What does Hinduism say about lust?
Sex and religion: which god allows how much pleasure?
The TV appearance of a Muslim scholar sparked a debate about the sex precepts of Islam. Which taboos do other world religions know?
"Oral intercourse at an advanced level" is taboo for Muslims: a Turkish scholar of Islam caused amusement with his remarks on forbidden sexual practices on a TV show. But the topic moves Muslims around the world. Scholars disagree on whether oral sex is forbidden, "disgusting but not illegal," or at least unproblematic. The Islamic Central Council (IZRS) writes in a guidebook on its website that in Islam anal sex and sexual intercourse during menstruation is forbidden. On the other hand, there are no known writings that would conclude that Muslims are not allowed to have oral sex.
But what about sex bans in other religions? What's going on in bed, what's not? 20 Minuten spoke to religion experts and representatives.
Christianity: Prevention is forbidden
Some prohibitions are clear and precise in the Bible: masturbation or homosexual intercourse between men, for example, are taboo. The Catholic Church in particular went further for decades, says Christoph Uehlinger, religious scholar at the University of Zurich. In the 19th and 20th centuries, Catholic moral theology "very much like the Turkish religious scholar" dealt in detail with questions of permitted and prohibited sexuality. For example, the ban on artificial contraception was issued. Basically: Sex should serve the purpose of procreation, otherwise sexual pleasure is a sin.
At the moment, however, there is also a debate in the Catholic Church about possible new interpretations of sexual morality. The universal church wants to discuss the topic at a synod in autumn. Pope Francis had already asked believers around the world about marriage, family and sexuality. In contrast to the Catholics, according to Uehlinger, Protestant churches have for some time not "looked into people's bedrooms". However, there is also a counter-movement - for example in the form of evangelical free churches, which, among other things, define themselves through conservative positions with regard to sexuality.
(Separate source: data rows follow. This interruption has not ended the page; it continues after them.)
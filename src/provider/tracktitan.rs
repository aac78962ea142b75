//! Track Titan provider.
//!
//! Setups are listed page by page (twelve per page) from the services API
//! and each downloads as a ZIP. Members usually sit under the car folder;
//! flat members carry the car as the first word of their name.

use std::collections::HashSet;
use std::time::Duration;

use async_trait::async_trait;
use reqwest::header::AUTHORIZATION;
use reqwest::{Client, Response};
use serde_json::Value;
use tracing::{debug, info, instrument, warn};

use super::archive::{FlatCarRule, car_folder_from_flat_name, creator_filename, split_member};
use super::http::{self, DEFAULT_TIMEOUT_SECS, scalar_text};
use super::{
    AcquirableItem, FetchHandle, FetchedAsset, MemberPlacement, Packaging, Provider, ProviderError,
};
use crate::download::Pacer;
use crate::naming::slug_to_title;

/// Provider name, also the ledger key prefix.
pub const TRACKTITAN_PROVIDER_NAME: &str = "tracktitan";

/// Default services API root.
pub const TRACKTITAN_API_BASE: &str = "https://services.tracktitan.io";

const SETUPS_PATH: &str = "/api/v2/games/iRacing/setups";

const PAGE_SIZE: usize = 12;

/// Stops a listing that never returns a short page.
const MAX_PAGES: u32 = 500;

/// Prefix of stored filenames.
const CREATOR: &str = "TT";

/// Series names shortened in filenames, matched by case-insensitive
/// containment. Longer names come first so they win over their prefixes.
const SERIES_ABBREVIATIONS: &[(&str, &str)] = &[
    ("Super Formula Lights", "SFL"),
    ("Super Formula", "SF"),
    ("Production Car Challenge", "PCC"),
    ("Falken Tyre Sports Car Challenge", "FTSC"),
    ("GT Sprint Series", "GTS"),
    ("INDYCAR Series", "INDYCAR"),
    ("IMSA", "IMSA"),
    ("Formula C", "FC"),
    ("Formula B", "FB"),
];

/// Track Titan connection settings.
#[derive(Debug, Clone)]
pub struct TrackTitanConfig {
    /// API root.
    pub api_base: String,
    /// Per-request timeout.
    pub timeout: Duration,
    /// Shortest pause between listing pages.
    pub min_page_delay: Duration,
    /// Longest pause between listing pages.
    pub max_page_delay: Duration,
}

impl Default for TrackTitanConfig {
    fn default() -> Self {
        Self {
            api_base: TRACKTITAN_API_BASE.to_string(),
            timeout: Duration::from_secs(DEFAULT_TIMEOUT_SECS),
            min_page_delay: Duration::from_secs(1),
            max_page_delay: Duration::from_secs(3),
        }
    }
}

/// HTTP client for the Track Titan API.
#[derive(Debug, Clone)]
pub struct TrackTitanProvider {
    client: Client,
    access_token: String,
    user_id: String,
    api_base: String,
    page_pacer: Pacer,
}

impl TrackTitanProvider {
    /// Creates a provider for an access token and user id.
    ///
    /// # Errors
    ///
    /// Returns [`ProviderError::Auth`] unless both values are present and
    /// [`ProviderError::Transient`] if the HTTP client cannot be built.
    pub fn new(
        access_token: &str,
        user_id: &str,
        config: TrackTitanConfig,
    ) -> Result<Self, ProviderError> {
        let access_token = access_token.trim();
        let user_id = user_id.trim();
        if access_token.is_empty() || user_id.is_empty() {
            return Err(ProviderError::auth(
                TRACKTITAN_PROVIDER_NAME,
                "access token and user id are both required",
            ));
        }

        Ok(Self {
            client: http::build_client(config.timeout)?,
            access_token: access_token.to_string(),
            user_id: user_id.to_string(),
            api_base: config.api_base.trim_end_matches('/').to_string(),
            page_pacer: Pacer::new(config.min_page_delay, config.max_page_delay),
        })
    }

    async fn get(&self, url: &str) -> Result<Response, ProviderError> {
        // The token goes out raw, without a Bearer prefix.
        let response = self
            .client
            .get(url)
            .header(AUTHORIZATION, &self.access_token)
            .header("x-consumer-id", "trackTitan")
            .header("x-user-device", "desktop")
            .header("x-user-id", &self.user_id)
            .send()
            .await
            .map_err(|e| ProviderError::network(url, e))?;

        http::check_status(TRACKTITAN_PROVIDER_NAME, url, response)
    }

    fn download_url(&self, id: &str) -> String {
        format!("{}{SETUPS_PATH}/{id}/download", self.api_base)
    }

    fn setup_item(&self, setup: &Value) -> Option<AcquirableItem> {
        let id = setup.get("id").and_then(scalar_text)?;
        let config = setup.get("config")?.as_array()?.first()?;
        let combo = setup
            .get("setupCombos")
            .and_then(Value::as_array)
            .and_then(|combos| combos.first());

        let subject = combo_name(combo, "car")
            .or_else(|| text(config, "carId").map(|slug| slug_to_title(&slug)))?;
        let location = combo_name(combo, "track")
            .or_else(|| text(config, "trackId").map(|slug| slug_to_title(&slug)))?;

        let season = setup.get("period").and_then(period_token);
        let series = setup
            .get("hymoSeries")
            .and_then(|s| text(s, "seriesName"))
            .map(|name| abbreviate_series(&name));
        let revision = setup
            .get("lastUpdatedAt")
            .and_then(scalar_text)
            .or_else(|| season.clone())
            .unwrap_or_default();

        Some(AcquirableItem {
            provider: TRACKTITAN_PROVIDER_NAME.to_string(),
            handle: FetchHandle::new(self.download_url(&id)),
            id,
            subject,
            location,
            category_hint: None,
            revision,
            series,
            season,
        })
    }
}

fn text(value: &Value, key: &str) -> Option<String> {
    value
        .get(key)
        .and_then(Value::as_str)
        .map(str::trim)
        .filter(|s| !s.is_empty())
        .map(str::to_string)
}

fn combo_name(combo: Option<&Value>, part: &str) -> Option<String> {
    combo.and_then(|c| c.get(part)).and_then(|p| text(p, "name"))
}

/// `{season: 1, week: 8, year: 2026}` → `26S1W8`.
fn period_token(period: &Value) -> Option<String> {
    let season = period.get("season").and_then(Value::as_u64)?;
    let week = period.get("week").and_then(Value::as_u64)?;
    let year = period.get("year").and_then(Value::as_u64)?;
    Some(format!("{:02}S{season}W{week}", year % 100))
}

fn abbreviate_series(name: &str) -> String {
    let lowered = name.to_lowercase();
    SERIES_ABBREVIATIONS
        .iter()
        .find(|(full, _)| lowered.contains(&full.to_lowercase()))
        .map_or_else(|| name.to_string(), |(_, short)| (*short).to_string())
}

#[async_trait]
impl Provider for TrackTitanProvider {
    fn name(&self) -> &str {
        TRACKTITAN_PROVIDER_NAME
    }

    #[instrument(skip(self), fields(provider = TRACKTITAN_PROVIDER_NAME))]
    async fn list(&self) -> Result<Vec<AcquirableItem>, ProviderError> {
        let mut items = Vec::new();
        let mut seen = HashSet::new();

        for page in 1..=MAX_PAGES {
            let url = format!("{}{SETUPS_PATH}?page={page}&limit={PAGE_SIZE}", self.api_base);
            let body = http::read_json(TRACKTITAN_PROVIDER_NAME, self.get(&url).await?).await?;

            if body.get("success").and_then(Value::as_bool) != Some(true) {
                return Err(ProviderError::invalid_response(
                    TRACKTITAN_PROVIDER_NAME,
                    format!("page {page} was not successful"),
                ));
            }
            let setups = body
                .pointer("/data/setups")
                .and_then(Value::as_array)
                .map(Vec::as_slice)
                .unwrap_or_default();

            for setup in setups {
                match self.setup_item(setup) {
                    Some(item) if seen.insert(item.id.clone()) => items.push(item),
                    Some(_) => {}
                    None => warn!(page, "Skipping Track Titan setup without id or car config"),
                }
            }

            debug!(page, count = setups.len(), "fetched setups page");
            if setups.len() < PAGE_SIZE {
                break;
            }
            self.page_pacer.pause().await;
        }

        info!(count = items.len(), "Fetched Track Titan setups");
        Ok(items)
    }

    #[instrument(skip(self, item), fields(item_id = %item.id))]
    async fn fetch(&self, item: &AcquirableItem) -> Result<FetchedAsset, ProviderError> {
        let url = item.handle.as_str();
        let response = self.get(url).await?;
        Ok(FetchedAsset {
            suggested_filename: format!("{}.zip", item.id),
            content_length: response.content_length(),
            packaging: Packaging::Zip,
            body: http::body_stream(response, url),
        })
    }

    /// Nested members keep their archive folder; flat ones take the first
    /// word before `" @ "`. Anything else is skipped.
    fn place_member(&self, item: &AcquirableItem, member: &str) -> Option<MemberPlacement> {
        let (folder, file_name) = split_member(member);
        let subject = match folder {
            Some(folder) => folder.to_string(),
            None => car_folder_from_flat_name(file_name, FlatCarRule::FirstWord)?,
        };
        Some(MemberPlacement {
            subject,
            filename: creator_filename(CREATOR, item, file_name),
        })
    }
}
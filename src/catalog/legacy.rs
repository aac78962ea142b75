//! Flat track-list rows (one row per layout) grouped into catalog entries.

use serde::Deserialize;
use tracing::warn;

use super::base_location_name;
use super::entry::{CatalogEntry, SubConfig, TrackCategory};

/// One row of a flat track-list export.
#[derive(Debug, Clone, Deserialize)]
pub(crate) struct LegacyRow {
    pub(crate) track_name: String,
    pub(crate) track_dirpath: String,
    #[serde(default)]
    pub(crate) config_name: String,
    #[serde(default)]
    pub(crate) category: String,
    #[serde(default)]
    pub(crate) retired: bool,
    #[serde(default)]
    pub(crate) is_oval: bool,
    #[serde(default)]
    pub(crate) is_dirt: bool,
}

impl LegacyRow {
    fn sub_category(&self) -> TrackCategory {
        if let Some(category) = TrackCategory::from_label(&self.category)
            && category != TrackCategory::Mixed
        {
            return category;
        }
        match (self.is_dirt, self.is_oval) {
            (true, true) => TrackCategory::DirtOval,
            (true, false) => TrackCategory::DirtRoad,
            (false, true) => TrackCategory::Oval,
            (false, false) => TrackCategory::Road,
        }
    }

    fn is_marked_retired(&self) -> bool {
        self.retired
            || self
                .track_name
                .trim_start()
                .to_ascii_lowercase()
                .starts_with("[retired]")
    }
}

/// Groups rows by base location name, preserving first-appearance order.
///
/// Rows repeating an already-seen layout path are dropped with a warning.
pub(crate) fn group_rows(rows: Vec<LegacyRow>) -> Vec<CatalogEntry> {
    let mut entries: Vec<CatalogEntry> = Vec::new();
    let mut seen_paths = std::collections::HashSet::new();

    for row in rows {
        let base = base_location_name(&row.track_name);
        if base.is_empty() {
            warn!(track_name = %row.track_name, "skipping track row without a name");
            continue;
        }

        let path_key = row.track_dirpath.replace('\\', "/").to_ascii_lowercase();
        if !seen_paths.insert(path_key) {
            warn!(
                track_name = %row.track_name,
                path = %row.track_dirpath,
                "skipping track row repeating an existing layout path"
            );
            continue;
        }

        let sub = SubConfig {
            name: if row.config_name.trim().is_empty() {
                "default".to_string()
            } else {
                row.config_name.trim().to_string()
            },
            relative_path: row.track_dirpath.clone(),
            retired: row.is_marked_retired(),
            category: Some(row.sub_category()),
        };

        match entries
            .iter_mut()
            .find(|entry| entry.name.eq_ignore_ascii_case(&base))
        {
            Some(entry) => entry.sub_configs.push(sub),
            None => entries.push(CatalogEntry {
                name: base,
                aliases: Vec::new(),
                category: TrackCategory::Mixed,
                sub_configs: vec![sub],
            }),
        }
    }

    for entry in &mut entries {
        entry.category = uniform_category(&entry.sub_configs);
    }

    entries
}

fn uniform_category(subs: &[SubConfig]) -> TrackCategory {
    let mut categories = subs.iter().filter_map(|sub| sub.category);
    let Some(first) = categories.next() else {
        return TrackCategory::Mixed;
    };
    if categories.all(|c| c == first) {
        first
    } else {
        TrackCategory::Mixed
    }
}
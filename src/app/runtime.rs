use anyhow::Result;
use clap::Parser;
use tracing::debug;

use crate::ProcessExit;
use crate::app::{command_dispatcher, config_runtime, terminal};
use crate::app_config::load_default_file_config;
use crate::cli::Cli;

pub(crate) async fn run_setup_downloader() -> Result<ProcessExit> {
    // Parse CLI arguments first (before tracing, so --help works without logs)
    let cli = Cli::parse();
    let loaded_config = load_default_file_config()?;

    let default_level = config_runtime::resolve_default_log_level(&cli, loaded_config.config.as_ref());
    let force_cli_log_level = config_runtime::should_force_cli_log_level(&cli);
    let caps = terminal::TerminalCaps::detect(cli.no_color);
    terminal::init_tracing(caps, default_level, force_cli_log_level);

    debug!(?cli, "CLI arguments parsed");
    if let Some(path) = &loaded_config.path {
        debug!(path = %path.display(), loaded = loaded_config.loaded_from_file, "config file");
    }

    let env = config_runtime::EnvOverrides::from_env();
    let settings = config_runtime::resolve_settings(loaded_config.config.as_ref(), &env)?;

    command_dispatcher::dispatch(cli, &loaded_config, settings, caps).await
}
Judaism: the sheet myth is "nonsense"
In Judaism, sexuality has positive connotations and is expressly desired - at least within marriage. "Sex is not only seen as a means of reproduction, it should and should be fun," says Raphael Pifko, an expert on Judaism at the Zurich Lehrhaus. "There are no practices that are strictly forbidden." However, it is important to distinguish between liberal and orthodox Jews. "For example, while oral sex is part of a normal sex life for many Jews, Orthodox believe that the man's semen is so wasted." Homosexuality, masturbation and sex before marriage are also judged differently by the various currents.
On the other hand, Pifko does away with an old cliché: "The rumor that Jews only have sexual intercourse through a hole in the sheet is pure nonsense." It does not apply to strict or liberal Jews. Presumably a traditional Jewish robe is responsible for the misconception: "It is possible that a non-Jew saw this robe with a hole for the head on a clothesline and drew the wrong conclusions from it."
Hinduism: Kama Sutra as a Standard Work
Hinduism has traditionally been tolerant of sexuality. Not only revealing depictions of sexual positions in Hindu temples testify to this. "The Kamasutra book is also part of Hindu culture," says Vignarajah Kulasingam, Hind representative from Basel. Even if not every Hindu today has a copy of the erotic textbook on the bedside table, this shows that there are hardly any limits to the imagination. "As far as I know, nowhere is it written that oral sex or other practices are prohibited."
Kulasingam says traditionally sex was only intended within marriage. "But that is no longer seen as closely today as it used to be." Basically: “Sex is a private matter. What happens in your own four walls by mutual agreement is fine. "
Buddhism: Sadomasochism allowed if both like it
Even Buddhism hardly dictates sex to believers. However, the principles of religion can be applied to the bedroom: "With sexuality - as in all other areas of life - care should be taken to treat oneself and one's partner sensitively and with a sense of responsibility," said Wilfried Reuter, Buddhist director of the Lotos -Vihara Meditation Center in Berlin, in the German magazine of the Federal Agency for Civic Education.
Buddhism does not explicitly prohibit or allow anything in bed. "If certain practices happen out of compassion and both partners see it that way, then nothing stands in the way of even extreme practices such as sadomasochism." Tantrism, which arose from Hinduism and Buddhism, even understands sexuality as a means of expanding experience and awareness, adds religious scholar Christoph Uehlinger.